Story By:
You Li
What kind of data do you need? Elaborate this for each small story
• zipcode
• road conditions rating
• the median income of the zip code/city
• the crime rate of the neighborhood
• the racial ratio of the city
• the individual below property level
Why do you need the data?
zipcode and road conditions based on the PASER rating will answer the first question; The median income, crime rate, and racial ratio data will help address the other questions
How do you use the data in your Machine Learning applications?
• I expect the ML to search the road conditions according to the zip code
• I expect the ML to visualize the road conditions according to the zip code
• I expect the ML can correlate the crime rate with the average road rating in each zip code
• I expect the ML can correlate the racial ratio of the zipcode to the average road rating
• I expect the ML can correlate the median household income level of the zipcode to the average road rating
• I expect the ML can correlate the individual property level of the zipcode with the average road rating
• I expect the ML can retrieve all of the road conditions rated as poor upon command and their neighborhood profiles
• I expect the ML can retrieve all of the road conditions rated as fair upon command and their neighborhood profiles.

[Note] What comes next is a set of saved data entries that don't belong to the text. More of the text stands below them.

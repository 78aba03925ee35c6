//! Scoped data-abort recovery boundary.

use core::ops::{Deref, DerefMut};

use crate::bus::{AbortControl, AbortHandler, QuietAborts, RecoveryPoint};

/// Installs a recovery point for the lifetime of the guard.
///
/// The configuration that was installed before the guard is saved on
/// construction and put back in [`Drop`], so it is restored on normal exit,
/// on `?` propagation, and while unwinding.
///
/// The guard dereferences to the platform so the guarded loop keeps issuing
/// bus traffic through it.
pub struct AbortGuard<'a, P: AbortControl + ?Sized> {
    platform: &'a mut P,
    saved: AbortHandler,
    point: RecoveryPoint,
    quiet: QuietAborts,
}

impl<'a, P: AbortControl + ?Sized> AbortGuard<'a, P> {
    /// Saves the current handler and installs a fresh recovery point that
    /// suppresses diagnostics for `quiet`.
    pub fn install(platform: &'a mut P, quiet: QuietAborts) -> Self {
        let saved = platform.abort_handler();
        let mut guard = Self {
            platform,
            saved,
            point: RecoveryPoint::fresh(),
            quiet,
        };
        guard.rearm();
        guard
    }

    /// Re-installs this guard's own recovery point after a caught abort
    /// consumed it.
    pub fn rearm(&mut self) {
        let armed = AbortHandler {
            catch: Some(self.point),
            quiet: self.quiet,
        };
        self.platform.install_abort_handler(armed);
    }

    /// The recovery point owned by this guard.
    #[must_use]
    pub const fn recovery_point(&self) -> RecoveryPoint {
        self.point
    }

    /// The configuration that will be restored on drop.
    #[must_use]
    pub const fn saved(&self) -> AbortHandler {
        self.saved
    }
}

impl<P: AbortControl + ?Sized> Deref for AbortGuard<'_, P> {
    type Target = P;

    fn deref(&self) -> &P {
        self.platform
    }
}

impl<P: AbortControl + ?Sized> DerefMut for AbortGuard<'_, P> {
    fn deref_mut(&mut self) -> &mut P {
        self.platform
    }
}

impl<P: AbortControl + ?Sized> Drop for AbortGuard<'_, P> {
    fn drop(&mut self) {
        self.platform.install_abort_handler(self.saved);
    }
}
//! Fixed physical region map and unit identifiers.

use super::{Address, Width, WORD_BYTES};

const ONE_MEG: u32 = 1024 * 1024;

/// Base address of general DRAM.
pub const RAM_START: Address = Address(0x0000_0000);
/// Size in bytes of general DRAM.
pub const RAM_SIZE: u32 = 2 * ONE_MEG;
/// Base address of video RAM.
pub const VIDEO_RAM_START: Address = Address(0x0020_0000);
/// Size in bytes of video RAM.
pub const VIDEO_RAM_SIZE: u32 = ONE_MEG;
/// Base address of the ROM bank window when bank 1 is selected.
pub const ROM1_START: Address = Address(0x0300_0000);
/// Size in bytes of ROM bank 1.
pub const ROM1_SIZE: u32 = ONE_MEG;
/// Conventional base of ROM bank 2; the live value is queried from the platform.
pub const ROM2_DEFAULT_START: Address = Address(0x0300_0000);
/// Size in bytes of ROM bank 2.
pub const ROM2_SIZE: u32 = ONE_MEG;
/// Base address of battery-backed configuration RAM.
pub const CONFIG_RAM_START: Address = Address(0x0314_0000);
/// Size in bytes of configuration RAM (one byte per 32-bit bus slot).
pub const CONFIG_RAM_SIZE: u32 = 32 * 1024;
/// Base address of controller register block A.
pub const CONTROLLER_A_START: Address = Address(0x0330_0000);
/// Size in bytes of controller register block A.
pub const CONTROLLER_A_SIZE: u32 = 2 * 1024;
/// Base address of controller register block B.
pub const CONTROLLER_B_START: Address = Address(0x0340_0000);
/// Size in bytes of controller register block B.
pub const CONTROLLER_B_SIZE: u32 = 1024;
/// Base address of controller register block C.
pub const CONTROLLER_C_START: Address = Address(0x0320_0000);
/// Size in bytes of controller register block C.
pub const CONTROLLER_C_SIZE: u32 = ONE_MEG;

/// Number of units that own a region table entry.
pub const UNIT_COUNT: usize = 8;

/// Logical name of one addressable region.
#[derive(Debug, Clone, Copy, PartialEq, Eq, Hash)]
#[cfg_attr(feature = "serde", derive(serde::Deserialize, serde::Serialize))]
#[repr(u8)]
pub enum Unit {
    /// Caller supplies both source and destination addresses.
    NoUnit = 0,
    /// General DRAM.
    Ram = 1,
    /// Video RAM.
    VideoRam = 2,
    /// First ROM bank.
    RomBank1 = 3,
    /// Optional second ROM bank.
    RomBank2 = 4,
    /// Battery-backed configuration RAM.
    ConfigRam = 5,
    /// Controller register block A.
    ControllerA = 6,
    /// Controller register block B.
    ControllerB = 7,
    /// Controller register block C.
    ControllerC = 8,
}

impl Unit {
    /// Every unit that maps to a region table entry, in raw order.
    pub const REGION_UNITS: [Self; UNIT_COUNT] = [
        Self::Ram,
        Self::VideoRam,
        Self::RomBank1,
        Self::RomBank2,
        Self::ConfigRam,
        Self::ControllerA,
        Self::ControllerB,
        Self::ControllerC,
    ];

    /// Returns the stable wire value for this unit.
    #[must_use]
    pub const fn as_raw(self) -> u8 {
        self as u8
    }

    /// Decodes a wire unit value.
    #[must_use]
    pub const fn from_raw(raw: u8) -> Option<Self> {
        match raw {
            0 => Some(Self::NoUnit),
            1 => Some(Self::Ram),
            2 => Some(Self::VideoRam),
            3 => Some(Self::RomBank1),
            4 => Some(Self::RomBank2),
            5 => Some(Self::ConfigRam),
            6 => Some(Self::ControllerA),
            7 => Some(Self::ControllerB),
            8 => Some(Self::ControllerC),
            _ => None,
        }
    }

    /// Short lowercase name used in logs and on the command line.
    #[must_use]
    pub const fn name(self) -> &'static str {
        match self {
            Self::NoUnit => "none",
            Self::Ram => "ram",
            Self::VideoRam => "vram",
            Self::RomBank1 => "rom1",
            Self::RomBank2 => "rom2",
            Self::ConfigRam => "nvram",
            Self::ControllerA => "ctrl-a",
            Self::ControllerB => "ctrl-b",
            Self::ControllerC => "ctrl-c",
        }
    }

    /// Parses a name produced by [`Unit::name`].
    #[must_use]
    pub fn from_name(name: &str) -> Option<Self> {
        [Self::NoUnit]
            .into_iter()
            .chain(Self::REGION_UNITS)
            .find(|unit| unit.name() == name)
    }

    const fn table_index(self) -> Option<usize> {
        match self {
            Self::NoUnit => None,
            other => Some(other as usize - 1),
        }
    }
}

/// Where a region's base address comes from.
#[derive(Debug, Clone, Copy, PartialEq, Eq, Hash)]
#[cfg_attr(feature = "serde", derive(serde::Deserialize, serde::Serialize))]
pub enum RegionBase {
    /// Compiled-in physical address.
    Fixed(Address),
    /// Queried from the platform before each access (ROM bank 2).
    QueriedRomBank2,
}

/// Element widths a region accepts.
#[derive(Debug, Clone, Copy, PartialEq, Eq, Hash)]
#[cfg_attr(feature = "serde", derive(serde::Deserialize, serde::Serialize))]
pub enum WidthPolicy {
    /// Byte and word transfers.
    Any,
    /// Word transfers only (register blocks).
    WordOnly,
    /// Byte transfers only (configuration RAM).
    ByteOnly,
}

impl WidthPolicy {
    /// Returns `true` when `width` is accepted.
    #[must_use]
    pub const fn permits(self, width: Width) -> bool {
        matches!(
            (self, width),
            (Self::Any, _) | (Self::WordOnly, Width::Word) | (Self::ByteOnly, Width::Byte)
        )
    }
}

/// How data bytes are laid out on the bus.
#[derive(Debug, Clone, Copy, PartialEq, Eq, Hash)]
#[cfg_attr(feature = "serde", derive(serde::Deserialize, serde::Serialize))]
pub enum ByteLanes {
    /// Elements are contiguous.
    Packed,
    /// Each byte lives in the low lane of its own 32-bit slot and is only
    /// reachable through word transactions.
    OnePerWord,
}

impl ByteLanes {
    /// Bus bytes occupied by one element of `width`.
    #[must_use]
    pub const fn bus_stride(self, width: Width) -> u32 {
        match self {
            Self::Packed => width.bytes(),
            Self::OnePerWord => WORD_BYTES,
        }
    }
}

/// Static description of one addressable unit.
#[derive(Debug, Clone, Copy, PartialEq, Eq, Hash)]
#[cfg_attr(feature = "serde", derive(serde::Deserialize, serde::Serialize))]
pub struct Region {
    /// Unit this entry describes.
    pub unit: Unit,
    /// Base address source.
    pub base: RegionBase,
    /// Addressable size in bytes.
    pub size_bytes: u32,
    /// Accepted element widths.
    pub width: WidthPolicy,
    /// Probing may raise a data abort; reads go through the fault-tolerant accessor.
    pub fault_prone: bool,
    /// Writes are implemented; `false` rejects every write as unsupported.
    pub writable: bool,
    /// Bus byte layout.
    pub lanes: ByteLanes,
}

impl Region {
    const fn plain(unit: Unit, base: Address, size_bytes: u32) -> Self {
        Self {
            unit,
            base: RegionBase::Fixed(base),
            size_bytes,
            width: WidthPolicy::Any,
            fault_prone: false,
            writable: true,
            lanes: ByteLanes::Packed,
        }
    }

    const fn rom(unit: Unit, base: RegionBase, size_bytes: u32) -> Self {
        Self {
            unit,
            base,
            size_bytes,
            width: WidthPolicy::Any,
            fault_prone: true,
            writable: false,
            lanes: ByteLanes::Packed,
        }
    }

    const fn registers(unit: Unit, base: Address, size_bytes: u32) -> Self {
        Self {
            unit,
            base: RegionBase::Fixed(base),
            size_bytes,
            width: WidthPolicy::WordOnly,
            fault_prone: false,
            writable: true,
            lanes: ByteLanes::Packed,
        }
    }

    /// Returns the compiled-in base, or `None` when it must be queried.
    #[must_use]
    pub const fn fixed_base(&self) -> Option<Address> {
        match self.base {
            RegionBase::Fixed(addr) => Some(addr),
            RegionBase::QueriedRomBank2 => None,
        }
    }
}

/// Immutable per-unit region lookup.
#[derive(Debug, Clone, Copy, PartialEq, Eq, Hash)]
#[cfg_attr(feature = "serde", derive(serde::Deserialize, serde::Serialize))]
pub struct RegionTable {
    entries: [Option<Region>; UNIT_COUNT],
}

impl RegionTable {
    /// Returns the entry for `unit`, or `None` for [`Unit::NoUnit`] and for
    /// units removed from this table.
    #[must_use]
    pub const fn lookup(&self, unit: Unit) -> Option<&Region> {
        match unit.table_index() {
            Some(index) => self.entries[index].as_ref(),
            None => None,
        }
    }

    /// Returns a copy of this table with `region` replacing its unit's entry.
    ///
    /// Entries for [`Unit::NoUnit`] are ignored.
    #[must_use]
    pub const fn with_region(mut self, region: Region) -> Self {
        if let Some(index) = region.unit.table_index() {
            self.entries[index] = Some(region);
        }
        self
    }

    /// Returns a copy of this table without an entry for `unit`.
    #[must_use]
    pub const fn without(mut self, unit: Unit) -> Self {
        if let Some(index) = unit.table_index() {
            self.entries[index] = None;
        }
        self
    }

    /// Iterates over populated entries in unit order.
    pub fn iter(&self) -> impl Iterator<Item = &Region> {
        self.entries.iter().flatten()
    }
}

impl Default for RegionTable {
    fn default() -> Self {
        DEFAULT_REGION_TABLE
    }
}

/// Region table for the stock hardware layout.
pub const DEFAULT_REGION_TABLE: RegionTable = RegionTable {
    entries: [
        Some(Region::plain(Unit::Ram, RAM_START, RAM_SIZE)),
        Some(Region::plain(Unit::VideoRam, VIDEO_RAM_START, VIDEO_RAM_SIZE)),
        Some(Region::rom(
            Unit::RomBank1,
            RegionBase::Fixed(ROM1_START),
            ROM1_SIZE,
        )),
        Some(Region::rom(
            Unit::RomBank2,
            RegionBase::QueriedRomBank2,
            ROM2_SIZE,
        )),
        Some(Region {
            unit: Unit::ConfigRam,
            base: RegionBase::Fixed(CONFIG_RAM_START),
            size_bytes: CONFIG_RAM_SIZE,
            width: WidthPolicy::ByteOnly,
            fault_prone: true,
            writable: false,
            lanes: ByteLanes::OnePerWord,
        }),
        Some(Region::registers(
            Unit::ControllerA,
            CONTROLLER_A_START,
            CONTROLLER_A_SIZE,
        )),
        Some(Region::registers(
            Unit::ControllerB,
            CONTROLLER_B_START,
            CONTROLLER_B_SIZE,
        )),
        Some(Region::registers(
            Unit::ControllerC,
            CONTROLLER_C_START,
            CONTROLLER_C_SIZE,
        )),
    ],
};

const _: () = assert_default_region_table();

const fn assert_default_region_table() {
    let mut index = 0;
    while index < UNIT_COUNT {
        let Some(region) = DEFAULT_REGION_TABLE.entries[index] else {
            panic!("every unit needs a default region");
        };
        assert!(
            region.unit as usize == index + 1,
            "region entries must be stored in unit order"
        );
        assert!(region.size_bytes > 0, "regions cannot be empty");
        if let RegionBase::Fixed(base) = region.base {
            let span = region.size_bytes.checked_mul(region.lanes.bus_stride(Width::Byte));
            assert!(
                matches!(span, Some(span) if base.0.checked_add(span).is_some()),
                "region must fit in the bus address space"
            );
            assert!(base.is_word_aligned(), "region bases must be word aligned");
        }
        if region.fault_prone {
            assert!(!region.writable, "fault-prone regions are read-only");
        }
        index += 1;
    }

    let Some(config) = DEFAULT_REGION_TABLE.entries[Unit::ConfigRam as usize - 1] else {
        panic!("config ram entry missing");
    };
    assert!(
        matches!(config.width, WidthPolicy::ByteOnly),
        "config ram is byte-only"
    );
    assert!(
        matches!(config.lanes, ByteLanes::OnePerWord),
        "config ram bytes sit one per word"
    );

    let controllers = [Unit::ControllerA, Unit::ControllerB, Unit::ControllerC];
    let mut index = 0;
    while index < controllers.len() {
        let Some(block) = DEFAULT_REGION_TABLE.entries[controllers[index] as usize - 1] else {
            panic!("controller entry missing");
        };
        assert!(
            matches!(block.width, WidthPolicy::WordOnly),
            "register blocks are word-only"
        );
        index += 1;
    }
}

• I expect the ML can retrieve all of the road conditions rated as good upon command and their neighborhood profiles.
How do you get the data?
Road condition data: Southeast Michigan Council of Governments has the road condition data and will release it upon request https://semcog.org/pavement; the SEMCOG has visualized the road conditions in the neighborhood but not searchable by zipcode or associate the data with the census. https://maps.semcog.org/PavementCondition/
The U.S. census has the searchable demographic by zip code/city/county: https://factfinder.census.gov/faces/nav/jsf/pages/community_facts.xhtml?src=bkmk
Do you know any specific data set you may use for analysis of your story?
road conditions data from SEMCOG (upon request)

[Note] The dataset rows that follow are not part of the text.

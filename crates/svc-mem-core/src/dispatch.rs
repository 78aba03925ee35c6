//! Command handlers and request routing.
//!
//! Each handler owns one request for the duration of the call, records the
//! requested length in `actual` before touching the bus, and completes the
//! request with the first error hit.

use tracing::{debug, warn};

use crate::accessor::{copy, copy_resilient, Transfer};
use crate::bank::resolve_base;
use crate::bus::{BusFault, Platform};
use crate::memory::{
    resolve_region, validate_caller_access, validate_region_access, validate_writable,
};
use crate::request::{Command, IoInfo, IoRequest};
use crate::{Access, Direction, DriverError, RegionTable, Unit};

/// Signature shared by every command handler.
pub type CommandHandler<P> = fn(&mut P, &RegionTable, &mut IoRequest);

/// Number of registered command handlers.
pub const COMMAND_TABLE_LEN: usize = 3;

/// Returns the handler table indexed by raw command value.
#[must_use]
pub fn command_table<P: Platform + ?Sized>() -> [CommandHandler<P>; COMMAND_TABLE_LEN] {
    [cmd_write::<P>, cmd_read::<P>, cmd_status::<P>]
}

/// Routes `request` to the handler for its raw command.
///
/// Unknown commands complete with [`DriverError::BadCommand`] and
/// `actual == 0`.
pub fn dispatch<P: Platform + ?Sized>(
    platform: &mut P,
    table: &RegionTable,
    request: &mut IoRequest,
) {
    match Command::from_raw(request.info.command) {
        Some(Command::Write) => cmd_write(platform, table, request),
        Some(Command::Read) => cmd_read(platform, table, request),
        Some(Command::Status) => cmd_status(platform, table, request),
        None => {
            debug!(command = request.info.command, "unknown command");
            request.actual = 0;
            request.complete(Err(DriverError::BadCommand));
        }
    }
}

/// Copies the send buffer into the request's unit.
///
/// The destination is the region base plus `offset` elements, or the receive
/// buffer address for [`Unit::NoUnit`].
pub fn cmd_write<P: Platform + ?Sized>(
    platform: &mut P,
    table: &RegionTable,
    request: &mut IoRequest,
) {
    let info = request.info;
    request.actual = info.send.len;
    log_request("write", &info);

    let outcome = match Unit::from_raw(info.unit) {
        Some(unit) => write_unit(platform, table, unit, &info),
        None => {
            request.actual = 0;
            Err(DriverError::BadUnit)
        }
    };
    finish(request, outcome);
}

/// Copies from the request's unit into the receive buffer.
///
/// The source is the region base plus `offset` elements, or the send buffer
/// address for [`Unit::NoUnit`]. Fault-prone regions are read element by
/// element with abort recovery.
pub fn cmd_read<P: Platform + ?Sized>(
    platform: &mut P,
    table: &RegionTable,
    request: &mut IoRequest,
) {
    let info = request.info;
    request.actual = info.recv.len;
    log_request("read", &info);

    let outcome = match Unit::from_raw(info.unit) {
        Some(unit) => read_unit(platform, table, unit, &info),
        None => {
            request.actual = 0;
            Err(DriverError::BadUnit)
        }
    };
    finish(request, outcome);
}

/// Status query: always succeeds with nothing transferred.
pub fn cmd_status<P: Platform + ?Sized>(
    _platform: &mut P,
    _table: &RegionTable,
    request: &mut IoRequest,
) {
    debug!(unit = request.info.unit, "status");
    request.actual = 0;
    request.complete(Ok(()));
}

fn write_unit<P: Platform + ?Sized>(
    platform: &mut P,
    table: &RegionTable,
    unit: Unit,
    info: &IoInfo,
) -> Result<(), DriverError> {
    let mut access = Access {
        direction: Direction::Write,
        width: info.width(),
        offset: info.offset,
        len: info.send.len,
        src: info.send.addr,
        dst: info.recv.addr,
    };
    if unit == Unit::NoUnit {
        let transfer = validate_caller_access(&access)?;
        return raw_copy(platform, &transfer);
    }

    let region = resolve_region(table, unit)?;
    validate_writable(region, Direction::Write)?;
    access.dst = Some(resolve_base(platform, region)?);
    let transfer = validate_region_access(region, &access)?;
    raw_copy(platform, &transfer)
}

fn read_unit<P: Platform + ?Sized>(
    platform: &mut P,
    table: &RegionTable,
    unit: Unit,
    info: &IoInfo,
) -> Result<(), DriverError> {
    let mut access = Access {
        direction: Direction::Read,
        width: info.width(),
        offset: info.offset,
        len: info.recv.len,
        src: info.send.addr,
        dst: info.recv.addr,
    };
    if unit == Unit::NoUnit {
        let transfer = validate_caller_access(&access)?;
        return raw_copy(platform, &transfer);
    }

    let region = resolve_region(table, unit)?;
    access.src = Some(resolve_base(platform, region)?);
    let transfer = validate_region_access(region, &access)?;
    if !region.fault_prone {
        return raw_copy(platform, &transfer);
    }

    let outcome = copy_resilient(platform, &transfer, region.lanes).map_err(unrecovered)?;
    if outcome.aborts > 0 {
        debug!(
            unit = unit.name(),
            aborts = outcome.aborts,
            "read completed with skipped elements"
        );
    }
    Ok(())
}

fn raw_copy<P: Platform + ?Sized>(
    platform: &mut P,
    transfer: &Transfer,
) -> Result<(), DriverError> {
    copy(platform, transfer)
        .map(|_count| ())
        .map_err(unrecovered)
}

fn unrecovered(fault: BusFault) -> DriverError {
    warn!(addr = %fault.address(), %fault, "bus fault escaped the transfer");
    DriverError::Aborted
}

fn log_request(command: &str, info: &IoInfo) {
    debug!(
        command,
        unit = info.unit,
        offset = info.offset,
        send_len = info.send.len,
        recv_len = info.recv.len,
        width = ?info.width(),
        "request"
    );
}

fn finish(request: &mut IoRequest, outcome: Result<(), DriverError>) {
    if let Err(error) = outcome {
        debug!(%error, code = error.code(), "request rejected");
    }
    request.complete(outcome);
}

#[cfg(test)]
mod tests {
    use super::{cmd_read, cmd_status, cmd_write, command_table, dispatch, COMMAND_TABLE_LEN};
    use crate::bus::RomBank;
    use crate::request::{Command, IoBuffer, IoInfo, IoRequest, CMD_STATUS};
    use crate::sim::{SimulatedPlatform, SCRATCH_START};
    use crate::{
        Address, DriverError, Unit, Width, DEFAULT_REGION_TABLE, RAM_START, ROM1_START,
        VIDEO_RAM_START,
    };

    fn run(sim: &mut SimulatedPlatform, info: IoInfo) -> IoRequest {
        let mut request = IoRequest::new(info);
        dispatch(sim, &DEFAULT_REGION_TABLE, &mut request);
        request
    }

    #[test]
    fn table_order_matches_raw_command_values() {
        let table = command_table::<SimulatedPlatform>();
        assert_eq!(table.len(), COMMAND_TABLE_LEN);

        let mut sim = SimulatedPlatform::stock();
        let mut request = IoRequest::new(IoInfo::new(Command::Read, Unit::Ram));
        request.actual = 99;
        table[usize::from(CMD_STATUS)](&mut sim, &DEFAULT_REGION_TABLE, &mut request);
        assert_eq!(request.actual, 0);
        assert_eq!(request.error, None);
    }

    #[test]
    fn status_is_a_successful_no_op() {
        let mut sim = SimulatedPlatform::stock();
        let mut request = IoRequest::new(IoInfo::new(Command::Status, Unit::RomBank2));
        cmd_status(&mut sim, &DEFAULT_REGION_TABLE, &mut request);
        assert_eq!(request.result(), Ok(0));
        assert!(sim.bank_selects().is_empty());
    }

    #[test]
    fn unknown_command_is_rejected() {
        let mut sim = SimulatedPlatform::stock();
        let info = IoInfo {
            command: 9,
            ..IoInfo::new(Command::Read, Unit::Ram)
        };
        let request = run(&mut sim, info);
        assert_eq!(request.error, Some(DriverError::BadCommand));
        assert_eq!(request.actual, 0);
    }

    #[test]
    fn raw_unit_out_of_range_is_bad_unit_with_zero_actual() {
        let mut sim = SimulatedPlatform::stock();
        let info = IoInfo {
            unit: 9,
            ..IoInfo::new(Command::Write, Unit::Ram).with_send(IoBuffer::new(SCRATCH_START, 4))
        };
        let mut request = IoRequest::new(info);
        cmd_write(&mut sim, &DEFAULT_REGION_TABLE, &mut request);
        assert_eq!(request.error, Some(DriverError::BadUnit));
        assert_eq!(request.actual, 0);
    }

    #[test]
    fn ram_write_lands_at_offset() {
        let mut sim = SimulatedPlatform::stock();
        sim.load(SCRATCH_START, &[1, 2, 3, 4]);
        let info = IoInfo::new(Command::Write, Unit::Ram)
            .with_offset(8)
            .with_send(IoBuffer::new(SCRATCH_START, 4));

        let request = run(&mut sim, info);
        assert_eq!(request.result(), Ok(4));
        assert_eq!(sim.peek_bytes(RAM_START.wrapping_add(8), 4), vec![1, 2, 3, 4]);
    }

    #[test]
    fn rom_read_goes_through_recovery_and_selects_bank() {
        let mut sim = SimulatedPlatform::stock();
        sim.install_rom(RomBank::Bank1, &[0x5A; 8]);
        sim.inject_abort(ROM1_START.wrapping_add(1));
        sim.load(SCRATCH_START, &[0xFF; 4]);

        let info = IoInfo::new(Command::Read, Unit::RomBank1)
            .with_recv(IoBuffer::new(SCRATCH_START, 4));
        let mut request = IoRequest::new(info);
        cmd_read(&mut sim, &DEFAULT_REGION_TABLE, &mut request);

        assert_eq!(request.result(), Ok(4));
        assert_eq!(sim.peek_bytes(SCRATCH_START, 4), vec![0x5A, 0xFF, 0x5A, 0x5A]);
        assert_eq!(sim.bank_selects(), &[RomBank::Bank1]);
        assert!(sim.unhandled_aborts().is_empty());
    }

    #[test]
    fn unhandled_fault_on_raw_path_surfaces_as_aborted() {
        let mut sim = SimulatedPlatform::stock();
        sim.inject_abort(VIDEO_RAM_START.wrapping_add(4));
        let info = IoInfo::new(Command::Read, Unit::VideoRam)
            .with_width(Width::Word)
            .with_recv(IoBuffer::new(SCRATCH_START, 4));

        let request = run(&mut sim, info);
        assert_eq!(request.error, Some(DriverError::Aborted));
        assert_eq!(request.actual, 4);
    }

    #[test]
    fn caller_supplied_read_copies_between_buffers() {
        let mut sim = SimulatedPlatform::stock();
        sim.load(RAM_START.wrapping_add(0x40), &[9, 8, 7, 6, 5, 4, 3, 2]);
        let info = IoInfo::new(Command::Read, Unit::NoUnit)
            .with_width(Width::Word)
            .with_offset(1)
            .with_send(IoBuffer::new(RAM_START.wrapping_add(0x40), 0))
            .with_recv(IoBuffer::new(SCRATCH_START, 1));

        let request = run(&mut sim, info);
        assert_eq!(request.result(), Ok(1));
        assert_eq!(sim.peek_bytes(SCRATCH_START, 4), vec![5, 4, 3, 2]);
    }

    #[test]
    fn caller_supplied_access_needs_both_buffers() {
        let mut sim = SimulatedPlatform::stock();
        let info = IoInfo::new(Command::Write, Unit::NoUnit)
            .with_send(IoBuffer::new(SCRATCH_START, 4));
        let request = run(&mut sim, info);
        assert_eq!(request.error, Some(DriverError::BadPointer));
        assert_eq!(sim.abort_count(), 0);
    }

    #[test]
    fn bank_failure_precedes_bounds_checks() {
        let mut sim = SimulatedPlatform::stock();
        sim.fail_rom2_query(true);
        let info = IoInfo::new(Command::Read, Unit::RomBank2)
            .with_offset(-1)
            .with_recv(IoBuffer::new(Address(0x0000_0003), 4));
        let request = run(&mut sim, info);
        assert_eq!(request.error, Some(DriverError::BankSelectFailed));
        assert_eq!(sim.abort_count(), 0);
    }
}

The Census data by zip code https://factfinder.census.gov/faces/nav/jsf/pages/community_facts.xhtml?src=bkmk
Data Type for each your data – for examples, number, text, images, video, audio, social network, database
numbers, text, database; users could also submit images of the roads that they commute.
What kind of analysis would you do? (Correlation, frequency, cross-tabulation, average, classification, regression, ANOVA, etc.)
frequency counts of the road conditions based on the PASER rating, correlation between demographic data and road conditions by zip code, t-test of the road conditions between neighborhoods of different demographic characteristics, Other suggestions?
What kind of measurements would you use? (Data quality, privacy, etc.)
not sure about this question.
What kind of visualization would be useful? (Submit your visual here)
color coding the road condition, searchable panel with the zipcode, and the result should display road condition levels, and the neighborhood demographic data. Likewise, from a user’s perspective, if I enter my demographic data like income, race, education, it can predict the road condition I may live with.